Extracted records:

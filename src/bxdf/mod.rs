use crate::color::SampledSpectrum;
use crate::math::*;

pub mod conductor;
pub mod dielectric;
pub mod diffuse;
pub mod diffuse_transmission;
pub mod metallic_workflow;
pub mod thin_dielectric;

pub use conductor::ConductorBxDF;
pub use dielectric::DielectricBxDF;
pub use diffuse::DiffuseBxDF;
pub use diffuse_transmission::DiffuseTransmissionBxDF;
pub use metallic_workflow::MetallicWorkflowBxDF;
pub use thin_dielectric::ThinDielectricBxDF;

/// A reflectance model in its local shading frame, normal along `+z`.
/// Radiance transport only.
pub trait AbstractBxDF {
    fn f(&self, wo: Vec3f, wi: Vec3f) -> SampledSpectrum;

    fn sample_f(&self, wo: Vec3f, uc: Float, u: Point2f) -> Option<BSDFSample>;

    /// Solid angle density of [`AbstractBxDF::sample_f`] producing `wi`.
    /// Zero for directions only a specular lobe reaches.
    fn pdf(&self, wo: Vec3f, wi: Vec3f) -> Float;

    fn flags(&self) -> BxDFFlags;
}

#[derive(Debug, Clone)]
pub enum BxDF {
    Diffuse(DiffuseBxDF),
    DiffuseTransmission(DiffuseTransmissionBxDF),
    Conductor(ConductorBxDF),
    Dielectric(DielectricBxDF),
    ThinDielectric(ThinDielectricBxDF),
    MetallicWorkflow(MetallicWorkflowBxDF),
}

impl AbstractBxDF for BxDF {
    fn f(&self, wo: Vec3f, wi: Vec3f) -> SampledSpectrum {
        match self {
            BxDF::Diffuse(v) => v.f(wo, wi),
            BxDF::DiffuseTransmission(v) => v.f(wo, wi),
            BxDF::Conductor(v) => v.f(wo, wi),
            BxDF::Dielectric(v) => v.f(wo, wi),
            BxDF::ThinDielectric(v) => v.f(wo, wi),
            BxDF::MetallicWorkflow(v) => v.f(wo, wi),
        }
    }

    fn sample_f(&self, wo: Vec3f, uc: Float, u: Point2f) -> Option<BSDFSample> {
        match self {
            BxDF::Diffuse(v) => v.sample_f(wo, uc, u),
            BxDF::DiffuseTransmission(v) => v.sample_f(wo, uc, u),
            BxDF::Conductor(v) => v.sample_f(wo, uc, u),
            BxDF::Dielectric(v) => v.sample_f(wo, uc, u),
            BxDF::ThinDielectric(v) => v.sample_f(wo, uc, u),
            BxDF::MetallicWorkflow(v) => v.sample_f(wo, uc, u),
        }
    }

    fn pdf(&self, wo: Vec3f, wi: Vec3f) -> Float {
        match self {
            BxDF::Diffuse(v) => v.pdf(wo, wi),
            BxDF::DiffuseTransmission(v) => v.pdf(wo, wi),
            BxDF::Conductor(v) => v.pdf(wo, wi),
            BxDF::Dielectric(v) => v.pdf(wo, wi),
            BxDF::ThinDielectric(v) => v.pdf(wo, wi),
            BxDF::MetallicWorkflow(v) => v.pdf(wo, wi),
        }
    }

    fn flags(&self) -> BxDFFlags {
        match self {
            BxDF::Diffuse(v) => v.flags(),
            BxDF::DiffuseTransmission(v) => v.flags(),
            BxDF::Conductor(v) => v.flags(),
            BxDF::Dielectric(v) => v.flags(),
            BxDF::ThinDielectric(v) => v.flags(),
            BxDF::MetallicWorkflow(v) => v.flags(),
        }
    }
}

#[derive(Debug, Clone, Copy)]
pub struct BSDFSample {
    pub f: SampledSpectrum,
    pub wi: Vec3f,
    pub pdf: Float,
    pub flags: BxDFFlags,
    /// Relative IOR along a transmitted path, 1 otherwise
    pub eta: Float,
    /// The outcome depended on the hero wavelength alone.
    pub terminate_secondary: bool,
}

impl BSDFSample {
    pub fn new(f: SampledSpectrum, wi: Vec3f, pdf: Float, flags: BxDFFlags) -> BSDFSample {
        BSDFSample { f, wi, pdf, flags, eta: 1.0, terminate_secondary: false }
    }

    pub fn new_with_eta(f: SampledSpectrum, wi: Vec3f, pdf: Float, flags: BxDFFlags, eta: Float) -> BSDFSample {
        BSDFSample { f, wi, pdf, flags, eta, terminate_secondary: false }
    }

    pub fn is_reflection(&self) -> bool {
        self.flags.is_reflective()
    }

    pub fn is_transmission(&self) -> bool {
        self.flags.is_transmissive()
    }

    pub fn is_specular(&self) -> bool {
        self.flags.is_specular()
    }
}

bitflags::bitflags! {
    #[derive(Debug, Copy, Clone, PartialEq, Eq, Hash)]
    pub struct BxDFFlags: u8 {
        const UNSET = 0;
        const REFLECTION = 1 << 0;
        const TRANSMISSION = 1 << 1;
        const DIFFUSE = 1 << 2;
        const GLOSSY = 1 << 3;
        const SPECULAR = 1 << 4;
        const DIFFUSE_REFLECTION = Self::DIFFUSE.bits() | Self::REFLECTION.bits();
        const DIFFUSE_TRANSMISSION = Self::DIFFUSE.bits() | Self::TRANSMISSION.bits();
        const GLOSSY_REFLECTION = Self::GLOSSY.bits() | Self::REFLECTION.bits();
        const GLOSSY_TRANSMISSION = Self::GLOSSY.bits() | Self::TRANSMISSION.bits();
        const SPECULAR_REFLECTION = Self::SPECULAR.bits() | Self::REFLECTION.bits();
        const SPECULAR_TRANSMISSION = Self::SPECULAR.bits() | Self::TRANSMISSION.bits();
    }
}

impl BxDFFlags {
    pub fn is_reflective(&self) -> bool {
        self.intersects(Self::REFLECTION)
    }

    pub fn is_transmissive(&self) -> bool {
        self.intersects(Self::TRANSMISSION)
    }

    pub fn is_diffuse(&self) -> bool {
        self.intersects(Self::DIFFUSE)
    }

    pub fn is_glossy(&self) -> bool {
        self.intersects(Self::GLOSSY)
    }

    pub fn is_specular(&self) -> bool {
        self.intersects(Self::SPECULAR)
    }

    pub fn is_non_specular(&self) -> bool {
        self.intersects(Self::DIFFUSE | Self::GLOSSY)
    }
}

/// Probabilities of choosing reflection over transmission, normalized.
/// [`None`] when both are zero.
#[inline]
pub(crate) fn lobe_split(pr: Float, pt: Float) -> Option<(Float, Float)> {
    let sum = pr + pt;
    if sum <= 0.0 {
        return None;
    }
    Some((pr / sum, pt / sum))
}

#[cfg(test)]
mod tests {
    use rand::rngs::SmallRng;
    use rand::{Rng, SeedableRng};

    use super::*;
    use crate::math::sampling::{sample_uniform_sphere, uniform_sphere_pdf};
    use crate::math::scattering::TrowbridgeReitzDistribution;

    fn models() -> Vec<(&'static str, BxDF)> {
        let s = SampledSpectrum::from_const;
        let tr = TrowbridgeReitzDistribution::new;
        vec![
            ("diffuse", BxDF::Diffuse(DiffuseBxDF::new(s(0.8)))),
            ("diffuse_transmission", BxDF::DiffuseTransmission(DiffuseTransmissionBxDF::new(s(0.4), s(0.5)))),
            ("rough_conductor", BxDF::Conductor(ConductorBxDF::new(tr(0.3, 0.3), s(0.2), s(3.9)))),
            ("anisotropic_conductor", BxDF::Conductor(ConductorBxDF::new(tr(0.1, 0.5), s(1.1), s(2.5)))),
            ("smooth_conductor", BxDF::Conductor(ConductorBxDF::new(tr(0.0, 0.0), s(0.2), s(3.9)))),
            ("rough_dielectric", BxDF::Dielectric(DielectricBxDF::new(1.5, tr(0.3, 0.3)))),
            ("smooth_dielectric", BxDF::Dielectric(DielectricBxDF::new(1.5, tr(0.0, 0.0)))),
            ("thin_dielectric", BxDF::ThinDielectric(ThinDielectricBxDF::new(1.5))),
            ("rough_metallic", BxDF::MetallicWorkflow(MetallicWorkflowBxDF::new(s(0.7), 0.3, tr(0.4, 0.4)))),
            ("smooth_metallic", BxDF::MetallicWorkflow(MetallicWorkflowBxDF::new(s(0.7), 0.6, tr(0.0, 0.0)))),
        ]
    }

    fn outgoing(rng: &mut SmallRng) -> Vec3f {
        loop {
            let w = sample_uniform_sphere(Point2f::new(rng.gen(), rng.gen()));
            if w.z.abs() > 0.05 {
                return w;
            }
        }
    }

    #[test]
    fn sampled_pdf_matches_pdf() {
        let mut rng = SmallRng::seed_from_u64(7);
        for (name, bxdf) in models() {
            for _ in 0..2000 {
                let wo = outgoing(&mut rng);
                let Some(bs) = bxdf.sample_f(wo, rng.gen(), Point2f::new(rng.gen(), rng.gen())) else {
                    continue;
                };
                assert!(bs.pdf > 0.0, "{name}: non-positive pdf");
                assert!(!bs.f.has_nan(), "{name}: NaN value");
                if bs.is_specular() {
                    assert_eq!(bxdf.pdf(wo, bs.wi), 0.0, "{name}: specular direction has density");
                    continue;
                }
                let pdf = bxdf.pdf(wo, bs.wi);
                assert!(
                    (pdf - bs.pdf).abs() <= 1e-3 * bs.pdf.max(1.0),
                    "{name}: pdf {pdf} != sampled {}",
                    bs.pdf
                );
                let f = bxdf.f(wo, bs.wi);
                assert!(
                    (f[0] - bs.f[0]).abs() <= 1e-3 * bs.f[0].max(1.0),
                    "{name}: f {} != sampled {}",
                    f[0],
                    bs.f[0]
                );
            }
        }
    }

    #[test]
    fn weak_energy_conservation() {
        let mut rng = SmallRng::seed_from_u64(11);
        for (name, bxdf) in models() {
            for _ in 0..8 {
                // Radiance leaving a dense medium is scaled up by 1/eta^2,
                // so only the outside hemisphere is bounded by one.
                let wo = outgoing(&mut rng);
                let wo = Vec3f::new(wo.x, wo.y, wo.z.abs());
                let n = 20_000;
                let mut sum = 0.0;
                for _ in 0..n {
                    if let Some(bs) = bxdf.sample_f(wo, rng.gen(), Point2f::new(rng.gen(), rng.gen())) {
                        sum += bs.f[0] * abs_cos_theta(bs.wi) / bs.pdf;
                    }
                }
                let albedo = sum / n as Float;
                assert!(albedo <= 1.02, "{name}: albedo {albedo} for wo {wo:?}");
            }
        }
    }

    #[test]
    fn uniform_estimate_agrees_with_importance_estimate() {
        let mut rng = SmallRng::seed_from_u64(3);
        let wo = Vec3f::new(0.3, -0.2, 0.9).normalize();
        for (name, bxdf) in models() {
            if bxdf.flags().is_specular() || matches!(name, "anisotropic_conductor" | "rough_dielectric") {
                continue;
            }
            let n = 200_000;
            let mut uniform = 0.0;
            let mut importance = 0.0;
            for _ in 0..n {
                let wi = sample_uniform_sphere(Point2f::new(rng.gen(), rng.gen()));
                uniform += bxdf.f(wo, wi)[0] * abs_cos_theta(wi) / uniform_sphere_pdf();
                if let Some(bs) = bxdf.sample_f(wo, rng.gen(), Point2f::new(rng.gen(), rng.gen())) {
                    importance += bs.f[0] * abs_cos_theta(bs.wi) / bs.pdf;
                }
            }
            let (uniform, importance) = (uniform / n as Float, importance / n as Float);
            assert!((uniform - importance).abs() < 0.03, "{name}: {uniform} vs {importance}");
        }
    }

    #[test]
    fn flags() {
        let f = BxDFFlags::GLOSSY_TRANSMISSION;
        assert!(f.is_transmissive() && f.is_glossy() && f.is_non_specular());
        assert!(!f.is_reflective() && !f.is_specular());
        assert_eq!(lobe_split(0.0, 0.0), None);
        assert_eq!(lobe_split(1.0, 3.0), Some((0.25, 0.75)));
    }

    #[test]
    fn index_matched_dielectric_passes_straight_through() {
        let rough = BxDF::Dielectric(DielectricBxDF::new(1.0, TrowbridgeReitzDistribution::new(0.5, 0.5)));
        assert_eq!(rough.flags(), BxDFFlags::SPECULAR_TRANSMISSION);

        let wo = Vec3f::new(0.3, -0.2, 0.8).normalize();
        let bs = rough.sample_f(wo, 0.7, Point2f::new(0.4, 0.9)).unwrap();
        assert!(bs.is_specular());
        assert!((bs.wi + wo).length() < 1e-5);
        assert_eq!(rough.pdf(wo, bs.wi), 0.0);
    }
}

(Task): What you return should be exactly the lines above, starting at the one with "pub use dielectric::DielectricBxDF;" and ending at the one with "Point2f) -> Option<BSDFSample>;", and nothing else.

(Task output):
pub use dielectric::DielectricBxDF;
pub use diffuse::DiffuseBxDF;
pub use diffuse_transmission::DiffuseTransmissionBxDF;
pub use metallic_workflow::MetallicWorkflowBxDF;
pub use thin_dielectric::ThinDielectricBxDF;

/// A reflectance model in its local shading frame, normal along `+z`.
/// Radiance transport only.
pub trait AbstractBxDF {
    fn f(&self, wo: Vec3f, wi: Vec3f) -> SampledSpectrum;

    fn sample_f(&self, wo: Vec3f, uc: Float, u: Point2f) -> Option<BSDFSample>;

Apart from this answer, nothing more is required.